Action item — In the listing below, find the line with "serde_json::from_str::<ApiResponse<T>>(body)" and the line with "let data: Vec<u32>". Repeat those two lines and all lines between them exactly.
_ _ _ _
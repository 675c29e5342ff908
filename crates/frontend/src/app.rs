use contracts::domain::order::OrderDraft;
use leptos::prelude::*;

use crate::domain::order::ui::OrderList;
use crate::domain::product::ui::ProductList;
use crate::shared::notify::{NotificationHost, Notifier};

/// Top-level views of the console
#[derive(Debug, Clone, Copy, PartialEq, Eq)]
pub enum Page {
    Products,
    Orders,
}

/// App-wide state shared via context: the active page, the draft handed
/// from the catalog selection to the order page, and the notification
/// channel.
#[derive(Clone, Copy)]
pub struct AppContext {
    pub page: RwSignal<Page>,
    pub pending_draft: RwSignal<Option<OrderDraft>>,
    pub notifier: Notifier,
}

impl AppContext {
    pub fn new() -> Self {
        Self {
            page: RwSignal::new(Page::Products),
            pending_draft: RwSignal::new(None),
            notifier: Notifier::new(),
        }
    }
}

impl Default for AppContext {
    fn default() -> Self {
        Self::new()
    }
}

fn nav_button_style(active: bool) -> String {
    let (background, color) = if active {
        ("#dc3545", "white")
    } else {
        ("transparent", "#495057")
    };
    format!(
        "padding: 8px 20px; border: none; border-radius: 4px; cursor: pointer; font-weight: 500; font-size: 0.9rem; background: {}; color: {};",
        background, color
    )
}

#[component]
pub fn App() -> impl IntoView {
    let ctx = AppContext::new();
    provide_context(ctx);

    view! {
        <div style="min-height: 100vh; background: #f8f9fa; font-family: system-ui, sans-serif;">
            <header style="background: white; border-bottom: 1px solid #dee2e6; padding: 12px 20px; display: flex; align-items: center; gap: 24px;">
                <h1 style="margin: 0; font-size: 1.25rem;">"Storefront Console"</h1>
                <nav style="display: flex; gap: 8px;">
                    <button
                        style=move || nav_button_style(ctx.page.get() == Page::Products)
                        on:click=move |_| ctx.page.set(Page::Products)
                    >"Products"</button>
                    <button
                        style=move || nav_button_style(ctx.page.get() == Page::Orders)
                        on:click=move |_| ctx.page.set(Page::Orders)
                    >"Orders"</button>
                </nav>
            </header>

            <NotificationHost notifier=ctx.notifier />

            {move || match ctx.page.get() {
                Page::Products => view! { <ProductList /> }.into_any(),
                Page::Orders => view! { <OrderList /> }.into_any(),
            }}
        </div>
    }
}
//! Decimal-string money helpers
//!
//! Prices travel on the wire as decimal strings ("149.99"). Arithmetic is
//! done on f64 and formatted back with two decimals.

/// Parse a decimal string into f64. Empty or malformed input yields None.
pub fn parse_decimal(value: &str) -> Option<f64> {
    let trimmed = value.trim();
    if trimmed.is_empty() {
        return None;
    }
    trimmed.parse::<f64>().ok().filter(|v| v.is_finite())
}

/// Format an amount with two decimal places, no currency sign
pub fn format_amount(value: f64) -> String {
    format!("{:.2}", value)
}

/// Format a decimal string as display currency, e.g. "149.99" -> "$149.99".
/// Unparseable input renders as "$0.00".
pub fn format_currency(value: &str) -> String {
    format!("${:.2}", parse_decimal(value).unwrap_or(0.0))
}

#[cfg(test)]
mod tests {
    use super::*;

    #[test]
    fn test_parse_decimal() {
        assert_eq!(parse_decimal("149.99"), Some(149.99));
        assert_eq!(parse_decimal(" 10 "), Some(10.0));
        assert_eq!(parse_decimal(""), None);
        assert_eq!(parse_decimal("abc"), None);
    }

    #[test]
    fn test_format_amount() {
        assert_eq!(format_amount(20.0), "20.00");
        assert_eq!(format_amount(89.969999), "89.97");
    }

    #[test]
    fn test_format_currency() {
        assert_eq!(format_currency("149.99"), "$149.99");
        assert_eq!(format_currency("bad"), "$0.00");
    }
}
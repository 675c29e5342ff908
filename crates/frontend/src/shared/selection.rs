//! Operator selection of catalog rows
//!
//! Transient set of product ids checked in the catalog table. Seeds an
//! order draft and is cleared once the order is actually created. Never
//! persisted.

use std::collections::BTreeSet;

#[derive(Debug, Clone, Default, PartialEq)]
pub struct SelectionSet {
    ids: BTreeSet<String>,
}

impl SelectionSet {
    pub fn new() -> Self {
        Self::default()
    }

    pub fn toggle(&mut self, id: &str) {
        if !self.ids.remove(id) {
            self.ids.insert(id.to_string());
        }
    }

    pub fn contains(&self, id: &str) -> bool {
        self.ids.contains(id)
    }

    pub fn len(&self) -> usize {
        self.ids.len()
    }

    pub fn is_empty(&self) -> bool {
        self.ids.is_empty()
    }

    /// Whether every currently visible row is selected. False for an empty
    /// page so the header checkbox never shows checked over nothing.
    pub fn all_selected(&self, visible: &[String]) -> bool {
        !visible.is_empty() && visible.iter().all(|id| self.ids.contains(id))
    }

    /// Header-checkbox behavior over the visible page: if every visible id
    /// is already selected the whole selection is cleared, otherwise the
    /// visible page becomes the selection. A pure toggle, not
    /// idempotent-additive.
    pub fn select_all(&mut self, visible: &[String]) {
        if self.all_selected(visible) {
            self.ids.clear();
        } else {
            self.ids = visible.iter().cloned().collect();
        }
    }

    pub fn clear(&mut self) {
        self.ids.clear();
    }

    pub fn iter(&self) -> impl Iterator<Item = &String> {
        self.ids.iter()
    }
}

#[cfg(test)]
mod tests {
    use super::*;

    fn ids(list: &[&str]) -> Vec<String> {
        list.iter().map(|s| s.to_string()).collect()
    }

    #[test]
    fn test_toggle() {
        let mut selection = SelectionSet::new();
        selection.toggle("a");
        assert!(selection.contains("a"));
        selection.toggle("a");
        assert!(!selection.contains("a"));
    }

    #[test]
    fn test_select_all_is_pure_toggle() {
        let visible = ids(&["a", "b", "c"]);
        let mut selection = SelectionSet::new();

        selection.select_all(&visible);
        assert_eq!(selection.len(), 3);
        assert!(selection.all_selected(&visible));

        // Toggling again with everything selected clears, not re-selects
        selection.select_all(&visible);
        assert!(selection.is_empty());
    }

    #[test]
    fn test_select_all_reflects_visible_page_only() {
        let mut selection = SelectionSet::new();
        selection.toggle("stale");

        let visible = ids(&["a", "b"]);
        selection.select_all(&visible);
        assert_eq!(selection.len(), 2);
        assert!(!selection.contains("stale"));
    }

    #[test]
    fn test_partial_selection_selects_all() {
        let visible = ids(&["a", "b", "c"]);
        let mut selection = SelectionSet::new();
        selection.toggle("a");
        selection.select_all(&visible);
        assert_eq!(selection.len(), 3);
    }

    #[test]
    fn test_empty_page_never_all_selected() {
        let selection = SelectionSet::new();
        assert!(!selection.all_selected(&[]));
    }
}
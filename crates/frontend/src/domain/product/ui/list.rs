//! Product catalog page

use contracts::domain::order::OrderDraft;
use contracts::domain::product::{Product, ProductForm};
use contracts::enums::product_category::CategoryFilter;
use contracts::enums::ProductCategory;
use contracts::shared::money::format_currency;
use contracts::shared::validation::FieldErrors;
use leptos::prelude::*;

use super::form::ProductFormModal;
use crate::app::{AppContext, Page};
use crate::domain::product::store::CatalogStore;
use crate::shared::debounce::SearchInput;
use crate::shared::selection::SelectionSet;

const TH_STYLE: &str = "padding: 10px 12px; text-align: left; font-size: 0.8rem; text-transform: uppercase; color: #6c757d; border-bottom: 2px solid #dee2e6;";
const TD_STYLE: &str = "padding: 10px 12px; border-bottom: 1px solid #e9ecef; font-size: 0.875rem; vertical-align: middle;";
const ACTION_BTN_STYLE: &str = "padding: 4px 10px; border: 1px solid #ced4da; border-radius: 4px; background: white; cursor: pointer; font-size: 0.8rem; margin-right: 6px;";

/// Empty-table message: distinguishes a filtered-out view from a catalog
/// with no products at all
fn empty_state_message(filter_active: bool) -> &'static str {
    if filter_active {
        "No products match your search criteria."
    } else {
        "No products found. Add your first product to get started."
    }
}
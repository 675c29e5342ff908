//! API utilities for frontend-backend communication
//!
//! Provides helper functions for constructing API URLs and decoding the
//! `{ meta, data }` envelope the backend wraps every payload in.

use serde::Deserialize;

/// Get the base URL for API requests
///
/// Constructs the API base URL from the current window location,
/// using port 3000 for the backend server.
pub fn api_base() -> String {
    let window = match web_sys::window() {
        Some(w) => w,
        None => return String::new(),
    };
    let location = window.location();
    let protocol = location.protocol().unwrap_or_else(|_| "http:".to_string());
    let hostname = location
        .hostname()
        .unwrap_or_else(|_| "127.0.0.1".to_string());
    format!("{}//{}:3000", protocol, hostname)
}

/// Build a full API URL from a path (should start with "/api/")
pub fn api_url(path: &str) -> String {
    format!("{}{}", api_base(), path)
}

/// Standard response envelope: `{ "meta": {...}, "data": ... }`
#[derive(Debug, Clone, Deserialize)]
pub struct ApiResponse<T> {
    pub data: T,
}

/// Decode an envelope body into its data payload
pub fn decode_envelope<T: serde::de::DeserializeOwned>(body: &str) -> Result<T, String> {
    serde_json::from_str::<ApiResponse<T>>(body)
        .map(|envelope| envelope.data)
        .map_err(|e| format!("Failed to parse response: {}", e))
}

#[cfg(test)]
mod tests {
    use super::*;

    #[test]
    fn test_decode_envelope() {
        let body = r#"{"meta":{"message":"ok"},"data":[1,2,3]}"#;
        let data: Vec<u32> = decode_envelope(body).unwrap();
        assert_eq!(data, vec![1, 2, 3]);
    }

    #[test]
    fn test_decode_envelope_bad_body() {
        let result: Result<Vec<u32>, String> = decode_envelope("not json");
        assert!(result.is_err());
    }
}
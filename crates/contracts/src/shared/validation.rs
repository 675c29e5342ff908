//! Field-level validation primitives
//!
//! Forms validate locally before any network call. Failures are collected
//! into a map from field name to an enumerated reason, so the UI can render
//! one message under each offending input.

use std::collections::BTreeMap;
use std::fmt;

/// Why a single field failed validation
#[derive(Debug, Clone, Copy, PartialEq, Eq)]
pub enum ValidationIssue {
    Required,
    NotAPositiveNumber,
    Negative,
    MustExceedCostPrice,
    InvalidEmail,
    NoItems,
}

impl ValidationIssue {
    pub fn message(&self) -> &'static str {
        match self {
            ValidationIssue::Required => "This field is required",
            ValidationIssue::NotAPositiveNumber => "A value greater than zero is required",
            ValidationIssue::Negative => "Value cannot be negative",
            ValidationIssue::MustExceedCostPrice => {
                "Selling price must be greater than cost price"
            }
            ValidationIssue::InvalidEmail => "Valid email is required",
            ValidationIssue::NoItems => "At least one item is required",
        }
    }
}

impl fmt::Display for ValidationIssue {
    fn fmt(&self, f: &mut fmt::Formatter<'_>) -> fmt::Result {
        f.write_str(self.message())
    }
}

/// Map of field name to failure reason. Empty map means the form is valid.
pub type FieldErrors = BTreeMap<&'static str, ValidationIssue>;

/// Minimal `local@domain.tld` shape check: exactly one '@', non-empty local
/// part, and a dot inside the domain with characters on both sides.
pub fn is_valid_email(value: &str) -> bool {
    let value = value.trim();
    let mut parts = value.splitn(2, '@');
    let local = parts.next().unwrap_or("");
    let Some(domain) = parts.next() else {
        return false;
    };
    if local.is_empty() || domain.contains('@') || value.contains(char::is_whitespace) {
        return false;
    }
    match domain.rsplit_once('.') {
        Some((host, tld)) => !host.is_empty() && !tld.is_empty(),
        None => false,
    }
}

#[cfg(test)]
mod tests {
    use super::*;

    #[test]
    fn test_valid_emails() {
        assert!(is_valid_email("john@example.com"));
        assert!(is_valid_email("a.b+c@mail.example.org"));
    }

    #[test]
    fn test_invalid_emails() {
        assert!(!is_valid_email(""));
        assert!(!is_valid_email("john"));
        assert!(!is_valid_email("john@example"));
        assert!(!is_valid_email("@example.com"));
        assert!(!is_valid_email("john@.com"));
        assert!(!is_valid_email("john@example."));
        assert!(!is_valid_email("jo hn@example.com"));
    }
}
_ _ _ _
Expected answer —
    serde_json::from_str::<ApiResponse<T>>(body)
        .map(|envelope| envelope.data)
        .map_err(|e| format!("Failed to parse response: {}", e))
}

#[cfg(test)]
mod tests {
    use super::*;

    #[test]
    fn test_decode_envelope() {
        let body = r#"{"meta":{"message":"ok"},"data":[1,2,3]}"#;
        let data: Vec<u32> = decode_envelope(body).unwrap();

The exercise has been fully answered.